To determine whether or not mortgaged property has produced a surplus over and above all taxes, interest and all other carrying charges during any six months’ period obviously takes at least some time, and obviously the process of making the determination cannot be started until after the expiration of the six months, regardless of what six months’ period is selected. It is thus apparent that, under the now settled construction of the statute, no application under section 1077-c can be successful unless the application is first made and the determination of the existence of a surplus for the six months preceding its making is then made during the pendency of the application. If that means that upon each and every such application the court must hear the multitudinous details involved in making the determination, of course neither the parties nor the court has any alternative but to accept the burden. Such determinations, however, ordinarily are easily accomplished by an accountant’s examination of the owner’s books and records, which the statute contemplates shall be made available for inspection by the mortgagee without any application to the court for such inspection (Matter of Mortgage Commission v. Salisch, 248 App. Div. 739), and before adopting a practice which will convert such examinations by mortgagees’ accountants into adversary proceedings before either a judge or referee, official or private, and thus cause them to take on the form of a lawsuit with the delay and expense incident to lawsuits, I think it well to consider whether or not some simpler procedure is still possible. ;

*64I think I am justified in saying that, on the whole, there has been reasonable co-operation between owners and mortgagees in getting at the facts respecting the existence of a surplus. Where co-operation has been lacking, a practice has grown up of obtaining an order directing the owner to submit a statement of receipts and disbursements and to make his books available for inspection, and of then making a subsequent application to compel payment of the surplus claimed to have been so ascertained. It is that .practice which, under the now settled construction of the statute, enables owners to defeat the application to compel payment by pointing out that the surplus so ascertained is not the surplus for the six months preceding the application for the payment; and it seems to me that a simple variant of the practice will permit an effectuation of the intent of the statute without burdening either the parties or the courts with lengthy and expensive hearings in court.

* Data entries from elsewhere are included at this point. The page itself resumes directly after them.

use sqlx::PgPool;
use sqlx::postgres::PgPoolOptions;

pub mod dto;
pub mod error;
pub mod models;
pub mod repository;
pub mod services;
pub mod store;

pub use error::{Result, StorageError};
pub use store::{BatchReceipt, BatchWrite, MemoryStore, VoteStore};

/// PostgreSQL-backed store
#[derive(Clone)]
pub struct Database {
    pool: PgPool,
    max_batch_writes: usize,
}

impl Database {
    pub async fn new(database_url: &str) -> Result<Self> {
        let pool = PgPoolOptions::new()
            .max_connections(5)
            .connect(database_url)
            .await?;

        Ok(Self::from_pool(pool))
    }

    pub fn from_pool(pool: PgPool) -> Self {
        Self {
            pool,
            max_batch_writes: store::DEFAULT_MAX_BATCH_WRITES,
        }
    }

    pub fn with_max_batch_writes(mut self, max_batch_writes: usize) -> Self {
        self.max_batch_writes = max_batch_writes;
        self
    }

    pub async fn run_migrations(&self) -> Result<()> {
        sqlx::migrate!("./migrations").run(&self.pool).await?;
        Ok(())
    }

    pub fn pool(&self) -> &PgPool {
        &self.pool
    }
}
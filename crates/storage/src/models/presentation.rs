use chrono::{DateTime, Utc};
use rust_decimal::Decimal;
use serde::{Deserialize, Serialize};
use utoipa::ToSchema;
use uuid::Uuid;

#[derive(Debug, Clone, PartialEq, Serialize, Deserialize, ToSchema)]
pub struct Presentation {
    pub presentation_id: Uuid,
    pub title: String,
    pub speaker: Option<String>,
    pub room: Option<String>,
    #[serde(default)]
    pub rollup: PresentationRollup,
}

impl Presentation {
    pub fn new(title: impl Into<String>) -> Self {
        Self {
            presentation_id: Uuid::new_v4(),
            title: title.into(),
            speaker: None,
            room: None,
            rollup: PresentationRollup::default(),
        }
    }
}

/// Cached aggregate of a presentation's votes
///
/// Always a pure function of the current vote set. Only the aggregator and
/// the rollup repair pass write it.
#[derive(Debug, Clone, PartialEq, Default, Serialize, Deserialize, ToSchema)]
pub struct PresentationRollup {
    pub judge_scores: Vec<Decimal>,
    pub judge_total: Decimal,
    pub judge_count: u32,
    pub spectator_likes: u64,
    #[serde(default)]
    pub fixed_by_script: bool,
    #[serde(default)]
    pub recomputed_at: Option<DateTime<Utc>>,
}

impl PresentationRollup {
    /// Compares the derived figures, ignoring bookkeeping fields.
    pub fn same_figures(&self, other: &PresentationRollup) -> bool {
        self.judge_scores == other.judge_scores
            && self.judge_total == other.judge_total
            && self.judge_count == other.judge_count
            && self.spectator_likes == other.spectator_likes
    }
}
use rust_decimal::Decimal;
use serde::{Deserialize, Serialize};
use utoipa::{IntoParams, ToSchema};
use uuid::Uuid;
use validator::Validate;

use crate::error::StorageError;
use crate::models::{Ballot, HistoryAction, QuestionAnswer, Rating, VoteRole};
use crate::services::audit::{AuditFilter, ExportFormat};
use crate::services::repair::RepairOptions;
use crate::services::voting::SubmitOutcome;
use crate::store::DEFAULT_MAX_BATCH_WRITES;

/// Request payload for casting or replacing a vote
///
/// Judges send `ratings`, spectators send `like: true` with optional answers.
#[derive(Debug, Clone, Serialize, Deserialize, Validate, ToSchema)]
pub struct SubmitVoteRequest {
    #[validate(length(max = 50, message = "Too many ratings"))]
    pub ratings: Option<Vec<Rating>>,

    #[serde(default)]
    pub like: bool,

    #[serde(default)]
    #[validate(length(max = 20, message = "Too many answers"))]
    pub answers: Vec<QuestionAnswer>,
}

impl SubmitVoteRequest {
    pub fn into_ballot(self) -> Result<Ballot, StorageError> {
        match (self.ratings, self.like) {
            (Some(_), true) => Err(StorageError::Validation(
                "a ballot carries either ratings or a like, not both".to_string(),
            )),
            (Some(ratings), false) => Ok(Ballot::Ratings { ratings }),
            (None, true) => Ok(Ballot::Like {
                answers: self.answers,
            }),
            (None, false) => Err(StorageError::Validation(
                "a ballot must carry ratings or a like".to_string(),
            )),
        }
    }
}

#[derive(Debug, Clone, Serialize, Deserialize, ToSchema)]
pub struct SubmitVoteResponse {
    pub vote_id: Uuid,
    pub total_score: Decimal,
    pub action: HistoryAction,
    pub judge_total: Decimal,
    pub spectator_likes: u64,
}

impl From<SubmitOutcome> for SubmitVoteResponse {
    fn from(outcome: SubmitOutcome) -> Self {
        Self {
            vote_id: outcome.vote_id,
            total_score: outcome.total_score,
            action: outcome.action,
            judge_total: outcome.rollup.judge_total,
            spectator_likes: outcome.rollup.spectator_likes,
        }
    }
}

#[derive(Debug, Clone, Serialize, Deserialize, Validate, ToSchema)]
pub struct MarkAbsentRequest {
    pub is_absent: bool,

    #[validate(length(max = 500))]
    pub reason: Option<String>,
}

#[derive(Debug, Clone, Default, Deserialize, IntoParams, ToSchema)]
#[into_params(parameter_in = Query)]
pub struct ExportQuery {
    #[serde(default)]
    pub format: ExportFormat,
    pub presentation_id: Option<Uuid>,
    pub user_id: Option<String>,
    pub role: Option<VoteRole>,
}

impl ExportQuery {
    pub fn filter(&self) -> AuditFilter {
        AuditFilter {
            presentation_id: self.presentation_id,
            user_id: self.user_id.clone(),
            role: self.role,
        }
    }
}

/// Overrides for a repair run triggered over the API
#[derive(Debug, Clone, Default, Serialize, Deserialize, Validate, ToSchema)]
pub struct RepairRequest {
    #[validate(range(min = 1, max = 400))]
    pub batch_size: Option<usize>,

    pub tolerance: Option<Decimal>,

    #[serde(default)]
    pub dry_run: bool,
}

impl RepairRequest {
    pub fn options(&self, defaults: &RepairOptions) -> RepairOptions {
        RepairOptions {
            batch_size: self
                .batch_size
                .unwrap_or(defaults.batch_size)
                .min(DEFAULT_MAX_BATCH_WRITES),
            tolerance: self.tolerance.unwrap_or(defaults.tolerance).abs(),
            dry_run: self.dry_run || defaults.dry_run,
        }
    }
}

The dominant relief provided for in section 1077-c is an order directing payment of the surplus. The provision thereof with respect to making books and records available for inspection is incidental to that end. There hence would seem to be no reason why all proceedings under that section should not be instituted by means of a petition and an order to show cause directing the owner to show cause on a certain date why an order should not be made directing such owner to pay such surplus as has been produced by the mortgaged premises during the six months preceding the date of the service of such order to show cause, which is the date of the application (Civ. Prac. Act, § 113, as amd. by Laws of 1941, chap. 266; Matter of Tombini, 177 Misc. 148; afid., 262 App. Div. 956), and further directing that within a specified number of days after such service the owner shall submit a statement showing the income produced and the taxes, interest and all other carrying charges paid during the six months preceding the day of such service and make available for inspection by the mortgagee, at a time and place designated, all records. and data as to such income and disbursements. The time for submitting the statement and making the records available of coarse should be fixed at a time sufficiently long after the date of service of the order to show cause to give the owner a reasonable time after such service within which to comply with the direction, and the return date of the order to show cause should be fixed at a time sufficiently long after the time fixed for submitting the statement and making the records available to give the mortgagee a reasonable time to examine the records and prepare a counter-statement if desired.

*65In that way, the requirement that the application relate to “ the six months prior to the application is complied with, and, at the same time, the necessary examinations are had and the data for computing the surplus assembled before the matter comes on for hearing before the court, and I think it highly probable that in at least the vast majority of cases there will be no need for hearings as to the facts.

This application is accordingly denied, with leave to proceed as above indicated.